By Alex Kidman
The popularity of notebook PCs has exploded over recent years, and more notebooks are now sold than traditional desktop-style PCs. The most obvious benefit a notebook offers over a desktop is portability; you can’t easily lug most desktop PCs (plus monitor, mouse and keyboard) unless you’re possessed of a Schwarzenegger-style physique, but even the heftiest of desktop replacement laptops can easily be shifted around a room, and the smallest of ultra-portable notebooks can slip into a large cargo pants pocket for true portability.
There’s also the appeal of having an all-in-one machine with its own dedicated keyboard, mouse pad and often fun extras such as inbuilt web cameras and decent quality speakers.
While the genesis of the modern notebook lay in business users looking over dusty Excel spreadsheets in dingy motel rooms, modern laptops can act as full entertainment centres, with the added benefit that you don’t need to lug your 50 inch plasma TV along for the ride. So what should you consider when pondering your first notebook purchase?
All notebooks are notebooks, but as George Orwell might have said, not all notebooks are created equal, especially when it comes to size and features. At one end of the market, there are mammoth entities like Toshiba’s Qosmio range. Often referred to as ‘Desktop Replacements’, these are machines that are (as the name suggests) designed to supplant an existing desktop, offering high-end graphics and processor performance, along with multimedia extras such as HD DVD or Blu-ray drives for video playback.
Asus’ R2H offers a different take on the tablet concept – a base screen that you plug keyboards and other peripherals into as you need to use them.
The other extreme end of the market sees true ultra-portable PCs such as Sony’s Vaio TX or Asus’s surprisingly cheap Eee PC. These are tiny ultra-portables that sacrifice some usability in the name of being easy to transport. If you’re after a machine that you’ll carry around often, then the size and the weight becomes far more critical than how much horsepower is under the hood.
Favoured by business types and those who take a lot of notes, Tablet PCs have a swivel touchscreen that enables a paperback form factor plus software that converts handwriting to text and simple illustrations such as graphs into computer graphics.
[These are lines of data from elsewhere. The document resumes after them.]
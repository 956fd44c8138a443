// Primitives
pub mod badge;
pub mod button;
pub mod card;
pub mod input;
pub mod label;

// Dashboard widgets
pub mod stat_card;
pub mod status_badge;

pub use badge::*;
pub use button::*;
pub use card::*;
pub use input::*;
pub use label::*;
pub use stat_card::*;
pub use status_badge::*;
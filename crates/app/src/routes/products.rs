use crate::mock;
use dioxus::prelude::*;
use shared_types::{format_price, supported_currencies, Product};
use shared_ui::{Button, ButtonVariant, Card, CardContent, Input, StatusBadge};

/// Filters the listing by currency (`None` keeps every currency) and a
/// case-insensitive search over product and seller names.
fn filter_products(products: &[Product], currency: Option<&str>, search: &str) -> Vec<Product> {
    let query = search.trim().to_lowercase();
    products
        .iter()
        .filter(|p| currency.is_none_or(|code| p.currency.eq_ignore_ascii_case(code)))
        .filter(|p| {
            query.is_empty()
                || p.name.to_lowercase().contains(&query)
                || p.seller.to_lowercase().contains(&query)
        })
        .cloned()
        .collect()
}

/// Products page: the marketplace catalog with a listing-currency filter and search.
#[component]
pub fn Products() -> Element {
    let products = use_hook(mock::products);
    let mut currency = use_signal(|| Option::<&'static str>::None);
    let mut search_query = use_signal(String::new);

    let visible = filter_products(&products, currency(), &search_query());
    let all_selected = currency().is_none();

    rsx! {
        document::Link { rel: "stylesheet", href: asset!("./products.css") }

        div { class: "products-toolbar",
            div { class: "currency-picker", role: "group", "aria-label": "Listing currency",
                Button {
                    variant: ButtonVariant::Ghost,
                    pressed: all_selected,
                    onclick: move |_| currency.set(None),
                    "All"
                }
                for config in supported_currencies().iter() {
                    Button {
                        key: "{config.code}",
                        variant: ButtonVariant::Ghost,
                        pressed: currency() == Some(config.code),
                        title: "{config.symbol}",
                        onclick: move |_| currency.set(Some(config.code)),
                        span { class: "currency-flag", "{config.flag}" }
                        "{config.code}"
                    }
                }
            }
            Input {
                class: "products-search",
                placeholder: "Search products or sellers",
                value: search_query(),
                on_input: move |e: FormEvent| search_query.set(e.value()),
            }
        }

        Card {
            CardContent {
                if visible.is_empty() {
                    p { class: "page-empty", "No products match the current filters." }
                } else {
                    table { class: "data-table",
                        thead {
                            tr {
                                th { "Product" }
                                th { "Seller" }
                                th { "Status" }
                                th { class: "numeric", "Price" }
                            }
                        }
                        tbody {
                            for product in visible.iter() {
                                tr { key: "{product.id}",
                                    td { "{product.name}" }
                                    td { "{product.seller}" }
                                    td { StatusBadge { status: product.status.clone() } }
                                    td { class: "numeric", {format_price(product.price_cents, &product.currency)} }
                                }
                            }
                        }
                    }
                }
            }
        }
    }
}
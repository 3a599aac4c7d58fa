//! Structured logging setup.
//!
//! The library only emits `tracing` events; hosts that want them on stderr
//! (the Python extension, benches, ad-hoc tools) call [`init_logging`].
//! Filter precedence: explicit argument, then `CANIVETE_LOG`, then `warn`.

use tracing_subscriber::EnvFilter;

use crate::error::{CoreError, Result};

pub const LOG_ENV: &str = "CANIVETE_LOG";
pub const DEFAULT_FILTER: &str = "warn";

fn build_filter(filter: Option<&str>) -> Result<EnvFilter> {
    match filter {
        Some(directives) => EnvFilter::try_new(directives)
            .map_err(|e| CoreError::Logging(format!("invalid filter '{}': {}", directives, e))),
        None => Ok(EnvFilter::try_from_env(LOG_ENV)
            .unwrap_or_else(|_| EnvFilter::new(DEFAULT_FILTER))),
    }
}

/// Install a global fmt subscriber. A second call is a no-op.
pub fn init_logging(filter: Option<&str>) -> Result<()> {
    let filter = build_filter(filter)?;
    // try_init fails only when a global subscriber already exists
    let _ = tracing_subscriber::fmt()
        .with_env_filter(filter)
        .with_target(true)
        .with_writer(std::io::stderr)
        .try_init();
    Ok(())
}

#[cfg(test)]
mod tests {
    use super::*;

    #[test]
    fn test_init_is_idempotent() {
        assert!(init_logging(Some("canivete_core=debug")).is_ok());
        assert!(init_logging(None).is_ok());
    }

    #[test]
    fn test_invalid_filter_rejected() {
        assert!(matches!(
            init_logging(Some("canivete_core=notalevel")),
            Err(CoreError::Logging(_))
        ));
    }
}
In-between these extremes lie a raft of machines, ranging from business-styled machines (typified by Lenovo’s Thinkpad line) to entry-level budget machines for students and plenty of more stylish looking laptops, such as some of HP’s more recent designs, or not unsurprisingly, Apple’s Macbook and Macbook Pro lines. Carefully consider how and where you’ll use your notebook, as buying something that’s too heavy will seriously hurt your shoulders after a long day’s lugging, but buying an underpowered machine will hurt your brain if you’re forever waiting for the processor to catch up.